A Buddhist-sponsored intolerance impacted on Sri Lanka. Sri Lanka disenfranchised one million Tamil Hindu plantation workers of Indian antecedents in 1948 and proceeded to repatriate many of them to India in the 1960s and 1970s. I will omit reference to the subsequent civil war in Sri Lanka that pitted the Sinhalese and indigenous Tamils, 85% of whom are Hindu, with several tens of thousands killed in a 25 year period.

Buddhists have been intruding into Hindu space in Sri Lanka with Buddhist images placed this year within the precincts of the ancient Saivite Hindu temples of Tirukoneswaram (Trincomalee) and Tirukethiswaram (Mannar). Literary evidence indicates that Tirukoneswaram existed as a Hindu place of worship in the 4th century while Tirukethiswaram was already an established and revered Hindu temple in the 7th century.

Kathirkaamam, an old Hindu place of worship dedicated to Skanda or Kartikeya, that may likewise date back 700 years or more, is now exclusively managed by Buddhists. The medieval-era Vishnu Temple at Dondra has a similar Buddhist management. The objective is to erase the distinct Hindu character of these places and to Buddhicize them with a view to deny the Hindu presence in Sri Lankan history.

Nepalese Buddhists led the movement to dis-establish Hinduism as the official religion of Nepal in 2008. They successfully demanded that the 10 day national holiday of Dussehra or Dasain be pruned down to accommodate Buddhist holidays. In all four cases i.e. Bhutan, Myanmar, Nepal and Sri Lanka, Hindu interests were impacted.

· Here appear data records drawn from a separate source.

//! Java naming conventions for generated classes and fields.

use crate::{to_camel_case, to_pascal_case};

/// Naming rules for one target language.
///
/// Defines how database names become type and field names, and how reserved
/// words are escaped.
#[derive(Debug, Clone, Copy)]
pub struct NamingConvention {
    /// Transform a table or entity name to a type name (e.g., "test_schema" -> "TestSchema")
    pub table_to_type: fn(&str) -> String,
    /// Transform a column name to a field name (e.g., "birth_date" -> "birthDate")
    pub column_to_field: fn(&str) -> String,
    /// Reserved words of the language
    pub reserved_words: &'static [&'static str],
    /// Escape a reserved word (e.g., "class" -> "class_")
    pub escape_reserved: fn(&str) -> String,
}

impl NamingConvention {
    /// Check if a name is a reserved word.
    pub fn is_reserved(&self, name: &str) -> bool {
        self.reserved_words.contains(&name)
    }

    /// Get a safe name, escaping if necessary.
    pub fn safe_name(&self, name: &str) -> String {
        if self.is_reserved(name) {
            (self.escape_reserved)(name)
        } else {
            name.to_string()
        }
    }

    /// Transform and make safe for use as a type name.
    pub fn type_name(&self, name: &str) -> String {
        let transformed = (self.table_to_type)(name);
        self.safe_name(&transformed)
    }

    /// Transform and make safe for use as a field name.
    pub fn field_name(&self, name: &str) -> String {
        let transformed = (self.column_to_field)(name);
        self.safe_name(&transformed)
    }
}

fn escape_with_trailing_underscore(name: &str) -> String {
    format!("{}_", name)
}

/// Java naming conventions.
pub const JAVA_NAMING: NamingConvention = NamingConvention {
    table_to_type: to_pascal_case,
    column_to_field: to_camel_case,
    reserved_words: &[
        "abstract",
        "assert",
        "boolean",
        "break",
        "byte",
        "case",
        "catch",
        "char",
        "class",
        "const",
        "continue",
        "default",
        "do",
        "double",
        "else",
        "enum",
        "extends",
        "false",
        "final",
        "finally",
        "float",
        "for",
        "goto",
        "if",
        "implements",
        "import",
        "instanceof",
        "int",
        "interface",
        "long",
        "native",
        "new",
        "null",
        "package",
        "private",
        "protected",
        "public",
        "return",
        "short",
        "static",
        "strictfp",
        "super",
        "switch",
        "synchronized",
        "this",
        "throw",
        "throws",
        "transient",
        "true",
        "try",
        "void",
        "volatile",
        "while",
    ],
    escape_reserved: escape_with_trailing_underscore,
};
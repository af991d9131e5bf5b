//! SQL column type to Java type conversion.

use modelgen_schema::Column;

use crate::error::{GenerationError, Result};

/// Java class names the generator attaches behaviour to.
pub mod java {
    pub const LOCAL_DATE: &str = "java.time.LocalDate";
    pub const LOCAL_DATE_TIME: &str = "java.time.LocalDateTime";
    pub const LOCAL_TIME: &str = "java.time.LocalTime";
    pub const FILE: &str = "com.epam.digital.data.platform.model.core.kafka.File";
    pub const LIST: &str = "java.util.List";
}

/// A resolved Java type.
#[derive(Debug, Clone, PartialEq, Eq)]
pub struct JavaType {
    /// Fully qualified element class.
    pub class_name: String,
    /// Column holds an array of `class_name`.
    pub collection: bool,
}

impl JavaType {
    pub fn new(class_name: impl Into<String>) -> Self {
        Self {
            class_name: class_name.into(),
            collection: false,
        }
    }

    pub fn collection_of(class_name: impl Into<String>) -> Self {
        Self {
            class_name: class_name.into(),
            collection: true,
        }
    }

    /// The type as written in a field declaration.
    pub fn type_string(&self) -> String {
        if self.collection {
            format!("{}<{}>", java::LIST, self.class_name)
        } else {
            self.class_name.clone()
        }
    }
}

/// Split an array SQL type into its element type.
///
/// Both the internal (`_int4`) and the declared (`int4[]`) spellings are
/// recognised.
pub fn split_array(sql_type: &str) -> (&str, bool) {
    let sql_type = sql_type.trim();
    if let Some(element) = sql_type.strip_suffix("[]") {
        (element.trim_end(), true)
    } else if let Some(element) = sql_type.strip_prefix('_') {
        (element, true)
    } else {
        (sql_type, false)
    }
}

/// Maps a column to the Java type of its field.
pub trait TypeConverter: Send + Sync {
    /// Resolve the column's SQL type. Unknown types are an error.
    fn convert(&self, column: &Column) -> Result<JavaType>;
}

/// PostgreSQL to Java mapping.
#[derive(Debug, Clone, Copy, Default)]
pub struct JavaTypeConverter;

impl JavaTypeConverter {
    /// Look up a scalar SQL type, ignoring case.
    pub fn map_sql_type(sql_type: &str) -> Option<&'static str> {
        let class_name = match sql_type.to_ascii_lowercase().as_str() {
            "bool" | "boolean" => "java.lang.Boolean",
            "int2" | "smallint" | "smallserial" => "java.lang.Short",
            "int4" | "int" | "integer" | "serial" => "java.lang.Integer",
            "int8" | "bigint" | "bigserial" => "java.lang.Long",
            "float4" | "real" => "java.lang.Float",
            "float8" | "double precision" => "java.lang.Double",
            "numeric" | "decimal" | "money" => "java.math.BigDecimal",
            "text" | "varchar" | "character varying" | "char" | "character" | "bpchar"
            | "citext" | "name" => "java.lang.String",
            "uuid" => "java.util.UUID",
            "date" => java::LOCAL_DATE,
            "timestamp" | "timestamp without time zone" => java::LOCAL_DATE_TIME,
            "timestamptz" | "timestamp with time zone" => "java.time.OffsetDateTime",
            "time" | "time without time zone" => java::LOCAL_TIME,
            "bytea" => "byte[]",
            "json" | "jsonb" => "com.fasterxml.jackson.databind.JsonNode",
            "type_file" => java::FILE,
            _ => return None,
        };
        Some(class_name)
    }
}

impl TypeConverter for JavaTypeConverter {
    fn convert(&self, column: &Column) -> Result<JavaType> {
        let (element, collection) = split_array(column.sql_type());
        let class_name =
            Self::map_sql_type(element).ok_or_else(|| GenerationError::UnsupportedType {
                table: column.table().to_string(),
                column: column.name().to_string(),
                sql_type: column.sql_type().to_string(),
            })?;

        Ok(JavaType {
            class_name: class_name.to_string(),
            collection,
        })
    }
}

Buddhist monks have likewise intruded into the sacred space of the largest Hindu temple in the world – Angkor Wat dedicated to Vishnu in Cambodia.

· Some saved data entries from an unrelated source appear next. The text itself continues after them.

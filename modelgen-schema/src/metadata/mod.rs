//! Declarative generation metadata and the providers that expose it.
//!
//! All metadata lives in one TOML document:
//!
//! ```toml
//! [[partial_update]]
//! name = "birth_date_upd"
//! table = "person"
//! columns = ["birth_date"]
//!
//! [[enum]]
//! name = "person_status"
//! values = [{ code = "ACTIVE", label = "Active" }]
//!
//! [[nested_structure]]
//! name = "person_with_address"
//! root = { table = "person", nested = [{ column = "address_id", table = "address" }] }
//!
//! [async_load]
//! person = 100
//! ```
//!
//! The document is validated as a whole when loaded. Malformed metadata
//! never produces a partially filled provider.

mod async_load;
mod enums;
mod nested;
mod partial_update;

use std::{path::Path, str::FromStr};

pub use async_load::{AsyncDataLoadInfoProvider, AsyncLoadInfo};
pub use enums::{EnumDefinition, EnumProvider, EnumValue};
use indexmap::IndexMap;
pub use nested::{NestedLink, NestedNode, NestedStructure, NestedStructureProvider};
pub use partial_update::{PartialUpdate, PartialUpdateProvider};
use serde::Deserialize;

use crate::{Error, Result, validate::ParseContext};

/// A read-only source of metadata descriptors.
///
/// Descriptors are loaded once when the provider is built; `find_all` always
/// returns the same slice.
pub trait MetadataProvider {
    /// The descriptor type this provider exposes.
    type Descriptor;

    /// All descriptors in declaration order.
    fn find_all(&self) -> &[Self::Descriptor];

    /// Returns true if the provider holds no descriptors.
    fn is_empty(&self) -> bool {
        self.find_all().is_empty()
    }
}

#[derive(Debug, Deserialize)]
#[serde(deny_unknown_fields)]
struct RawMetadata {
    #[serde(default, rename = "partial_update")]
    partial_updates: Vec<PartialUpdate>,
    #[serde(default, rename = "enum")]
    enums: Vec<EnumDefinition>,
    #[serde(default, rename = "nested_structure")]
    nested_structures: Vec<NestedStructure>,
    #[serde(default)]
    async_load: IndexMap<String, u32>,
}

/// All metadata providers for one generation run.
#[derive(Debug, Clone, Default)]
pub struct Metadata {
    pub partial_updates: PartialUpdateProvider,
    pub enums: EnumProvider,
    pub nested_structures: NestedStructureProvider,
    pub async_load: AsyncDataLoadInfoProvider,
}

impl FromStr for Metadata {
    type Err = Box<Error>;

    fn from_str(s: &str) -> Result<Self> {
        parse_metadata(s, "metadata.toml")
    }
}

impl Metadata {
    /// Parse metadata from the given path.
    pub fn from_file(path: impl AsRef<Path>) -> Result<Self> {
        let path = path.as_ref();
        let content = std::fs::read_to_string(path).map_err(|e| Error::io(path, e))?;
        parse_metadata(&content, &path.display().to_string())
    }

    /// Parse metadata from a string with a custom filename for error reporting.
    pub fn from_str_with_filename(content: &str, filename: &str) -> Result<Self> {
        parse_metadata(content, filename)
    }
}

fn parse_metadata(content: &str, filename: &str) -> Result<Metadata> {
    let ctx = ParseContext::new(content, filename);
    let raw: RawMetadata =
        toml::from_str(content).map_err(|e| ctx.source_context().parse_error(e))?;

    Ok(Metadata {
        partial_updates: PartialUpdateProvider::load(raw.partial_updates, &ctx)?,
        enums: EnumProvider::load(raw.enums, &ctx)?,
        nested_structures: NestedStructureProvider::load(raw.nested_structures, &ctx)?,
        async_load: AsyncDataLoadInfoProvider::load(raw.async_load, &ctx)?,
    })
}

The Ambedkarite Neo-Buddhist movement in India, inspired by rabid Sinhalese monks such as Saddhatissa Thera, is viciously anti-Hindu. Its denunciations of the Hindu religion are severe, harsh and continuous. They erroneously claim that India’s scheduled castes were originally Buddhists and that the Devadasis were descendents of Buddhist nuns! The Ambedkarite neo-Buddhists reject the cardinal Hindu-Buddhist doctrine of rebirth and Samsara. They reject the veneration of the Hindu Gods, revered in traditional Theravada Buddhist societies. The latest litigation at Bodh Gaya is once again an example of the politics of hate. The neo-Buddhist edifice in India is a house of false cards and twisted logic.

Conclusion

It is important therefore to prevent any immediate change in the Bodh Gaya arrangement unless it is linked to a quid pro quo i.e. change in the current arrangements in Varanasi and Mathura, and a revamp in the administration of Hindu religious endowments and Devaswoms.

Further, a change in Bodh Gaya would mean that the Congress party-introduced Places of Worship (Special Provisions) Act of 1991 that froze the religious affiliation of all places of worship as at 1947 would stand annulled. This would allow Hindu activists to reopen the issue of Varanasi and Mathura, not to mention ensure the institutional autonomy of the cash-rich Hindu Religious and Charitable Endowments in Tamil Nadu and Kerala.

The BJP, in particular, has an obligation to keep a close watch on developments in Bodh Gaya as it impacts on its core constituency in what is a caste-fractured swing state with disproportionate impact on a closely fought national election in the next year.